— Exercise goal —
Copy each line below that includes "matchers".

:: Given entries ::

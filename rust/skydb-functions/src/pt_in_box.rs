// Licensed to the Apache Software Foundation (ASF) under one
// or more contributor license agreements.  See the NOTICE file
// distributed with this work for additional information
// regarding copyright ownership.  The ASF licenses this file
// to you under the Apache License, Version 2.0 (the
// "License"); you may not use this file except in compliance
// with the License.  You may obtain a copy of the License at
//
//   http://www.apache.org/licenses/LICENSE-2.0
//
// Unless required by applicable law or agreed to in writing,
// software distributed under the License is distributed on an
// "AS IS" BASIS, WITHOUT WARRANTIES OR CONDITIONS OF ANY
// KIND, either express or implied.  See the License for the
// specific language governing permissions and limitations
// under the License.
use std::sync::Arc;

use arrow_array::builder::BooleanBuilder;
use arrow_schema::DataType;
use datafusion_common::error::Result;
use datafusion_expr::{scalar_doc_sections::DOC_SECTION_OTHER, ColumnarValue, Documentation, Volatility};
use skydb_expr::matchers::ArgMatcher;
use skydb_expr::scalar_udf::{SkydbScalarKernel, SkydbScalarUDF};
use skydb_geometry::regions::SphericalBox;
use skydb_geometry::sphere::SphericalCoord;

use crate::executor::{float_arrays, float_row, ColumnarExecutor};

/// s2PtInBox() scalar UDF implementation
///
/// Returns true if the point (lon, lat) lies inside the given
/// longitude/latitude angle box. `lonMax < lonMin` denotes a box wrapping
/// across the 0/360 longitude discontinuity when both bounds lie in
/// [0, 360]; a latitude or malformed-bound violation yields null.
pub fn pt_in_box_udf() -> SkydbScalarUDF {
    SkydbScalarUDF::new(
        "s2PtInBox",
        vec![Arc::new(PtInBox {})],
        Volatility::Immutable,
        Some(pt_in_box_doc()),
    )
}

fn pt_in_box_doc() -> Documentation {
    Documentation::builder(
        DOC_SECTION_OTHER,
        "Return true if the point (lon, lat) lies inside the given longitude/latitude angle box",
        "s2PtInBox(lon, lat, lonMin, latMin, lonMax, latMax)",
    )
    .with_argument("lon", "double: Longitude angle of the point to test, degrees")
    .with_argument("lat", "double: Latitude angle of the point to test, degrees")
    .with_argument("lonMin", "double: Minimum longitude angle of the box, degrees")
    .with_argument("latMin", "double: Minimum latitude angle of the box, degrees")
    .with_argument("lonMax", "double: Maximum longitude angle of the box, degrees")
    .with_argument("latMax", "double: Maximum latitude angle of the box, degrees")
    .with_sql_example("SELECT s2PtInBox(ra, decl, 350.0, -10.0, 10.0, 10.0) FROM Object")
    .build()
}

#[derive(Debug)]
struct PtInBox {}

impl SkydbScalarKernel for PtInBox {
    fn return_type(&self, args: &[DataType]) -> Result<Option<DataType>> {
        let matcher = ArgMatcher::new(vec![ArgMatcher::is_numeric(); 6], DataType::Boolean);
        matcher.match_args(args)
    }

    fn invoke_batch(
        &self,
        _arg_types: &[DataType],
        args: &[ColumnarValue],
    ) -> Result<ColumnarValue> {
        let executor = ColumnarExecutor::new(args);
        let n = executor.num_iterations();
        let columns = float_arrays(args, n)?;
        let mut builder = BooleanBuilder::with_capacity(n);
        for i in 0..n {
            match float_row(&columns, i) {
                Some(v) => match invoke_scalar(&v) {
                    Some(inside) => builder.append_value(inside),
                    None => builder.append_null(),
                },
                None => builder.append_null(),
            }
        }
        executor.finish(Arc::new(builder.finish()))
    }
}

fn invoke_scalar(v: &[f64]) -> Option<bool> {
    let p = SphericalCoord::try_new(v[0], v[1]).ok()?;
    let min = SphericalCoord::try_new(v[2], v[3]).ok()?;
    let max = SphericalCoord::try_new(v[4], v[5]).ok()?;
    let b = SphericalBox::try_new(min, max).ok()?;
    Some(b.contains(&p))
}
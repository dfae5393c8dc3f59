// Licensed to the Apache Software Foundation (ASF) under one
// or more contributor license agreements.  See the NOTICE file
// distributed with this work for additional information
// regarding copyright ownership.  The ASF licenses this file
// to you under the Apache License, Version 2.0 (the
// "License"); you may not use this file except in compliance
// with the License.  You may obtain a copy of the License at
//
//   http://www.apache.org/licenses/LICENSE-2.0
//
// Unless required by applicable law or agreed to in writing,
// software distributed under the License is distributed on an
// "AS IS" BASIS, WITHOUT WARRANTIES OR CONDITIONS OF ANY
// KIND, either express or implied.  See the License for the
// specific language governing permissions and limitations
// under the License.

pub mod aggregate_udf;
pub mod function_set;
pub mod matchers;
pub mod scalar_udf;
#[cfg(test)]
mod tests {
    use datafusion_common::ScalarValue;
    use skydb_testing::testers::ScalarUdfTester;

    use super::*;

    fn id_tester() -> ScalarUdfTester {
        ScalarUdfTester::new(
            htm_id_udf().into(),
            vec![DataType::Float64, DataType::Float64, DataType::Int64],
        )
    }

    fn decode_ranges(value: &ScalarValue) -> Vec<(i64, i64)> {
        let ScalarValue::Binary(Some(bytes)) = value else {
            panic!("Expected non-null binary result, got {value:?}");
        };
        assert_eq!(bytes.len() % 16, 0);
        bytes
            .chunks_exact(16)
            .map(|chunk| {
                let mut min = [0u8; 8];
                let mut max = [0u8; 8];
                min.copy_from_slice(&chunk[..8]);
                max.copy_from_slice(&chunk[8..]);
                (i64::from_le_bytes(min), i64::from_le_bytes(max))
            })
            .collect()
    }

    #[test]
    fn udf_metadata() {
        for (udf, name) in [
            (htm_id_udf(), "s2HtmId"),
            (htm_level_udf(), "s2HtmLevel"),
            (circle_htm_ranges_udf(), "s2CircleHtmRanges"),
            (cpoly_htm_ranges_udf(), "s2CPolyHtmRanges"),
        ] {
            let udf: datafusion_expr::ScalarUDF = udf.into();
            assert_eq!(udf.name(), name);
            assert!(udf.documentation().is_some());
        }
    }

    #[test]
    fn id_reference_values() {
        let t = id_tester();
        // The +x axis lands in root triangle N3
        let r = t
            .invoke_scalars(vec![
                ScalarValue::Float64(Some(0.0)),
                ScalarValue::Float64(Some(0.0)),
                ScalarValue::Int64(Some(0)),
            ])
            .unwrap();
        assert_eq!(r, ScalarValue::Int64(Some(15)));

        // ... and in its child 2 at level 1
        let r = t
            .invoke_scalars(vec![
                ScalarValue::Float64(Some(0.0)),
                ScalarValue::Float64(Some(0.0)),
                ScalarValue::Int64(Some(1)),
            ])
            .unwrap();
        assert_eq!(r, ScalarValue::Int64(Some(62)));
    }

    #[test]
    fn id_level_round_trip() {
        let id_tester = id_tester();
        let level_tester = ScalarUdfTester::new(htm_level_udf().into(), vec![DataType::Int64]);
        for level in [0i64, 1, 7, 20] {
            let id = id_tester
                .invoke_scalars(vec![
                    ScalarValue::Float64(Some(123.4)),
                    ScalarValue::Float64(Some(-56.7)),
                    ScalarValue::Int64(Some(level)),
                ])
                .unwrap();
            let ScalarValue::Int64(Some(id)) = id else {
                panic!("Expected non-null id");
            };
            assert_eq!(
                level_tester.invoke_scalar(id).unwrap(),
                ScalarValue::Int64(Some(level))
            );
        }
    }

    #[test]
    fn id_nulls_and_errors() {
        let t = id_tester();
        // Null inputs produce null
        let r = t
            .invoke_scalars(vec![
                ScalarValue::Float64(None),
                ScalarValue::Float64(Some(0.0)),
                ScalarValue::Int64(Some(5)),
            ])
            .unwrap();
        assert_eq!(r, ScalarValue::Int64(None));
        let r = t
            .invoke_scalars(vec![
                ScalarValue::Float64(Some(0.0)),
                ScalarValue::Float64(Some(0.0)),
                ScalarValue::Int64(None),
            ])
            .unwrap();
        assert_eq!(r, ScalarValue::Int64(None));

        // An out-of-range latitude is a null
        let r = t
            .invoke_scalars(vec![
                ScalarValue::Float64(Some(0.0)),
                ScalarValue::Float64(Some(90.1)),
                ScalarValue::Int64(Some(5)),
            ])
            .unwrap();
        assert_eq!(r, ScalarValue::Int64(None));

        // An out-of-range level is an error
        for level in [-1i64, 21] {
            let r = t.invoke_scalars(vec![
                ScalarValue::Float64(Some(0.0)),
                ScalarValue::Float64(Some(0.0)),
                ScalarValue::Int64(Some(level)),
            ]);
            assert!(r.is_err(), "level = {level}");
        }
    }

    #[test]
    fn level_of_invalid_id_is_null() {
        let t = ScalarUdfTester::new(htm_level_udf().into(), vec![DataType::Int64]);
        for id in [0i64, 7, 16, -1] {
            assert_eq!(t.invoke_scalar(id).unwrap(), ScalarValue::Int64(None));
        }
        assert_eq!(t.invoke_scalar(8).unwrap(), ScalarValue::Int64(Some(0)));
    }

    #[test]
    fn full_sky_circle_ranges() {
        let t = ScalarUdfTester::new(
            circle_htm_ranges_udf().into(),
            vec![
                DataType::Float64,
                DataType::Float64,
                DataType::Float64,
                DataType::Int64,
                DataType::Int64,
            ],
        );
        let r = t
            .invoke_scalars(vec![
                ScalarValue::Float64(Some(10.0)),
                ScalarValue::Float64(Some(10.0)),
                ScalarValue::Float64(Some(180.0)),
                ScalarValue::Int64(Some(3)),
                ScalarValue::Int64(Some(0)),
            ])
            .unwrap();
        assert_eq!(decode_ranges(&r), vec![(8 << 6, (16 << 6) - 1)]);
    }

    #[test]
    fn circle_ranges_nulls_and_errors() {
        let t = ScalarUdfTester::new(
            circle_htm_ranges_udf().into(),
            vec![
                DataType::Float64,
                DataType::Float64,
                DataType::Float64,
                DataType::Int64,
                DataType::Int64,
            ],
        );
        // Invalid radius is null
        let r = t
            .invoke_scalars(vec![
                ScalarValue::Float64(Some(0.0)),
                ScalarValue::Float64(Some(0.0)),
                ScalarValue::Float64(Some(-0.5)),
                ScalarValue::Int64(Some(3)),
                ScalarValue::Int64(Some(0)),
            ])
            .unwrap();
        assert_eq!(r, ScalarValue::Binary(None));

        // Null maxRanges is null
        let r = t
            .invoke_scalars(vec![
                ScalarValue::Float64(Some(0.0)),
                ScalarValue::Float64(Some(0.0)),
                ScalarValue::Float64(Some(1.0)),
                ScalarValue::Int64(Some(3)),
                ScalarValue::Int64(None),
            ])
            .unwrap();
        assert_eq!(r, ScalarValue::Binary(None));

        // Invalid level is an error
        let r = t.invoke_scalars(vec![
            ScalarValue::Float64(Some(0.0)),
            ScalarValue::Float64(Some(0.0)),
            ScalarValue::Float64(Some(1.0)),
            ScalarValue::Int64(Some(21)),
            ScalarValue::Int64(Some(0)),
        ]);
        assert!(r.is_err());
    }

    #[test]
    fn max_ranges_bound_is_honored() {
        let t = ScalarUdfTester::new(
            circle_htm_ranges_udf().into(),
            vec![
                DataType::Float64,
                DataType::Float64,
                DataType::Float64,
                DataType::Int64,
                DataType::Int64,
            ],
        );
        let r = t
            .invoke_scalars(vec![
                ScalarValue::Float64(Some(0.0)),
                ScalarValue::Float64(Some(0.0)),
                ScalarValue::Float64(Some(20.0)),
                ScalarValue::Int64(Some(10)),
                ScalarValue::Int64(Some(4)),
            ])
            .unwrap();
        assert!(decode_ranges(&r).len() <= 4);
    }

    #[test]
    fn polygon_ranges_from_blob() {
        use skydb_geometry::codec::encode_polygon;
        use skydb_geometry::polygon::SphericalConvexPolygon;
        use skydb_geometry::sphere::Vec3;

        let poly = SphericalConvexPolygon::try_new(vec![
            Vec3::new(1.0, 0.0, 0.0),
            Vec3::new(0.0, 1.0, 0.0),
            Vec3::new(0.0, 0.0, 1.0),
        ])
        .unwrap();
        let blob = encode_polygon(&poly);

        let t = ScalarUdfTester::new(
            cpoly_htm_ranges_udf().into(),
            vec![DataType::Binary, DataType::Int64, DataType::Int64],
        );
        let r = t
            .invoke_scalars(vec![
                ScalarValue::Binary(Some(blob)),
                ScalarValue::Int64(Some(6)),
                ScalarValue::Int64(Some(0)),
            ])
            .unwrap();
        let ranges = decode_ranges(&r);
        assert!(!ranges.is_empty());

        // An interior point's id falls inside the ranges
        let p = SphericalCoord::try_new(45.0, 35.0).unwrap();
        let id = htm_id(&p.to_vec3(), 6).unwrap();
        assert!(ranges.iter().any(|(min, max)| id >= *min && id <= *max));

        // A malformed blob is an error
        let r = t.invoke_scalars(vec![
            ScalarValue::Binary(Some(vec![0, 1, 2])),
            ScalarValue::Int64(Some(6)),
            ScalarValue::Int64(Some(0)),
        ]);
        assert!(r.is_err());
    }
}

:::

— Expected output —
use skydb_expr::matchers::ArgMatcher;
pub mod matchers;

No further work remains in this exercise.